:: MATERIAL FOR THIS TASK ::

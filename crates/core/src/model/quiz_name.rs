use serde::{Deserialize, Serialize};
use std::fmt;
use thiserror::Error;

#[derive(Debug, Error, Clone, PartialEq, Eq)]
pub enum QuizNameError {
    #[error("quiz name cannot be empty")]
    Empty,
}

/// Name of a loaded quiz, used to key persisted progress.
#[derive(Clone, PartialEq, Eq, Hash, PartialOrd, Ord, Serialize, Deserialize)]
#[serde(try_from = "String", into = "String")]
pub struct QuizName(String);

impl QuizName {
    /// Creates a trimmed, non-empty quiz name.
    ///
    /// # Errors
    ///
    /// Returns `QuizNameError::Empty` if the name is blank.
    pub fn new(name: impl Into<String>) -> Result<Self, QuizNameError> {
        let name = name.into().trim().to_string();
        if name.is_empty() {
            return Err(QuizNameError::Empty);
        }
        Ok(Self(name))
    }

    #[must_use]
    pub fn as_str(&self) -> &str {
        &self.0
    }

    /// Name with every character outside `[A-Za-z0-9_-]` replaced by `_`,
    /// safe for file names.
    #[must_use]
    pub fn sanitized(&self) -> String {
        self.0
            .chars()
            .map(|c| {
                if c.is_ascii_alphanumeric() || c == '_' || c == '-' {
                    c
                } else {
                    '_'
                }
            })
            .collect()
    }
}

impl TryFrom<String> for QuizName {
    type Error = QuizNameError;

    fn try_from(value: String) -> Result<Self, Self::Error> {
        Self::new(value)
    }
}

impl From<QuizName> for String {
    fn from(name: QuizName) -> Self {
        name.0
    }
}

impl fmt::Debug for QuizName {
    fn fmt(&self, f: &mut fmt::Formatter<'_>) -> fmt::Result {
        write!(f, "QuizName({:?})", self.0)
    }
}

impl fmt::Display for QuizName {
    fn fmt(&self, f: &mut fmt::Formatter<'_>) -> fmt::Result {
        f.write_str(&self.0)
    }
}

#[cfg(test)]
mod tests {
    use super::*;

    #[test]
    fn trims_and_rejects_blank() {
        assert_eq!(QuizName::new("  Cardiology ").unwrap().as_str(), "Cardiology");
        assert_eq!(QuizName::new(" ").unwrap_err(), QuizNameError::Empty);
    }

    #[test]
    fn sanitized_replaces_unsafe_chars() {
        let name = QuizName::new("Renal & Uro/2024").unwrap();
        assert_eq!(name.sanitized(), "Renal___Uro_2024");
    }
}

:::
:: MATERIAL FOR THIS TASK ::

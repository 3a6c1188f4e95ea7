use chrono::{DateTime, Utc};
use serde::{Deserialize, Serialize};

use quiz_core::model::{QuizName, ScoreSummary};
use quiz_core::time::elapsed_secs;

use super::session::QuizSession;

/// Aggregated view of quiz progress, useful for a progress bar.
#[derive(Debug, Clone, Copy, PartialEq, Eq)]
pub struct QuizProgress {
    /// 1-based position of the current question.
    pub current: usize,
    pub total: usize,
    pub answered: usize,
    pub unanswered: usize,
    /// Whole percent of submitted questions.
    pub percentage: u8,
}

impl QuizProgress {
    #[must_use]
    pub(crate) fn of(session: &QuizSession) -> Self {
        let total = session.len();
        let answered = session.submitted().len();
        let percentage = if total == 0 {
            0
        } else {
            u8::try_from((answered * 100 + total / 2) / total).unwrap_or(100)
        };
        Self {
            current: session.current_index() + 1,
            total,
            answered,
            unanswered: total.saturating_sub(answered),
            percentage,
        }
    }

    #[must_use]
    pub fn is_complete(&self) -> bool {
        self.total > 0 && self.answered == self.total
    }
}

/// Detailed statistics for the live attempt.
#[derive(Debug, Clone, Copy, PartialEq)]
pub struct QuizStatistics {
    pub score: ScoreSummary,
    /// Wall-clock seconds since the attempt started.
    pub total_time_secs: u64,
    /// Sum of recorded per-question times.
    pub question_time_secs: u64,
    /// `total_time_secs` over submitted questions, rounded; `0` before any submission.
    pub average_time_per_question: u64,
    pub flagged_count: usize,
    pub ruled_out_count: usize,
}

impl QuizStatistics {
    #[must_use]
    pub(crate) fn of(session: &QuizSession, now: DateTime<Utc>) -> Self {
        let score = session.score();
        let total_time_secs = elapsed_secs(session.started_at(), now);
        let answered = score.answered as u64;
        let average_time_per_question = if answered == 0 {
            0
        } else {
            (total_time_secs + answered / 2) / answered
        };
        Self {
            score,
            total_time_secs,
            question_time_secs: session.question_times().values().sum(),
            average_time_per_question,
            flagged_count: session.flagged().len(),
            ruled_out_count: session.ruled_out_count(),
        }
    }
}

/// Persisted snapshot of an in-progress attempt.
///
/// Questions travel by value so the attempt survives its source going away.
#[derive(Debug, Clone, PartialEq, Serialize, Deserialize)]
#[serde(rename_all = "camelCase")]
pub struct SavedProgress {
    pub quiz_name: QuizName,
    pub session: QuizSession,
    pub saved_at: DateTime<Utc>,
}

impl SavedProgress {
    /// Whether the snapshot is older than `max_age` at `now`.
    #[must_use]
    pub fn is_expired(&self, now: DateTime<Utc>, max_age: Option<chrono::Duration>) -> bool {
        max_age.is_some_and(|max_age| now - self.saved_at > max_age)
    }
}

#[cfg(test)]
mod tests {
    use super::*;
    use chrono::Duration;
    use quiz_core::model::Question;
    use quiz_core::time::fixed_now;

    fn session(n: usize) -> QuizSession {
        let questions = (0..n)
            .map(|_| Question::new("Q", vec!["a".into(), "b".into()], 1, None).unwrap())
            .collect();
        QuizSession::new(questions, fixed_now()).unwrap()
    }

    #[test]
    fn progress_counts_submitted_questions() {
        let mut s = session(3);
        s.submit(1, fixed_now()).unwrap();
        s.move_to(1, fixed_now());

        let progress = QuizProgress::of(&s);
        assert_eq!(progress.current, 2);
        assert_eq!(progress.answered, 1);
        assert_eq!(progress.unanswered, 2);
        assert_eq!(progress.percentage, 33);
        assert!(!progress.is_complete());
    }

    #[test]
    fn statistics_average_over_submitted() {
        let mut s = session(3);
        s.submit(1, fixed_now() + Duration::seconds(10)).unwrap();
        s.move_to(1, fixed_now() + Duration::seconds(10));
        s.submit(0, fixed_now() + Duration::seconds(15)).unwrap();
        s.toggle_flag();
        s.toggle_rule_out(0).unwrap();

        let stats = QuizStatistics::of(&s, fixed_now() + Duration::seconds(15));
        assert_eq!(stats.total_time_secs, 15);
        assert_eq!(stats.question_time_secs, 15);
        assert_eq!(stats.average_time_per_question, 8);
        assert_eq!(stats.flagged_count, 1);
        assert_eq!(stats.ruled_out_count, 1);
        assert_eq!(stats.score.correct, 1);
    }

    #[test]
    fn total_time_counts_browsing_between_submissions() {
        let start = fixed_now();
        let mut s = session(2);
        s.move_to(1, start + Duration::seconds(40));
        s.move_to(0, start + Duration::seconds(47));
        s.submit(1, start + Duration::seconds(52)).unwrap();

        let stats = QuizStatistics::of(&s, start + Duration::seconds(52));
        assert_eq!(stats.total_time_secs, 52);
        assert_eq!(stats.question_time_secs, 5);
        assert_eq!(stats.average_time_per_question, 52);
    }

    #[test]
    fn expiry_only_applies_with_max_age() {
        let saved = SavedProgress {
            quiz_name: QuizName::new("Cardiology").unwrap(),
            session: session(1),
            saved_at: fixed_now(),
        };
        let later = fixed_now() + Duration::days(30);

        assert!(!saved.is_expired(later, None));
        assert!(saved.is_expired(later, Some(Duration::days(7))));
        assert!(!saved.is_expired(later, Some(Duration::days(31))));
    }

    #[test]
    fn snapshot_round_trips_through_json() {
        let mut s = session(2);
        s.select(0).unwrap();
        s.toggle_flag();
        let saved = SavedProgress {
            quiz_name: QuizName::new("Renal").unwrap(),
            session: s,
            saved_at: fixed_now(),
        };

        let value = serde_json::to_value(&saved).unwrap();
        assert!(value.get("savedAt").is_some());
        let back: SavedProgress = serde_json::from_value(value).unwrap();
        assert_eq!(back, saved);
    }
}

:::

### AIM OF THE TASK
Where the word "ScoreSummary" shows up in a line of the entries above, copy that line.

### ANSWER BOX
use quiz_core::model::{QuizName, ScoreSummary};
    pub score: ScoreSummary,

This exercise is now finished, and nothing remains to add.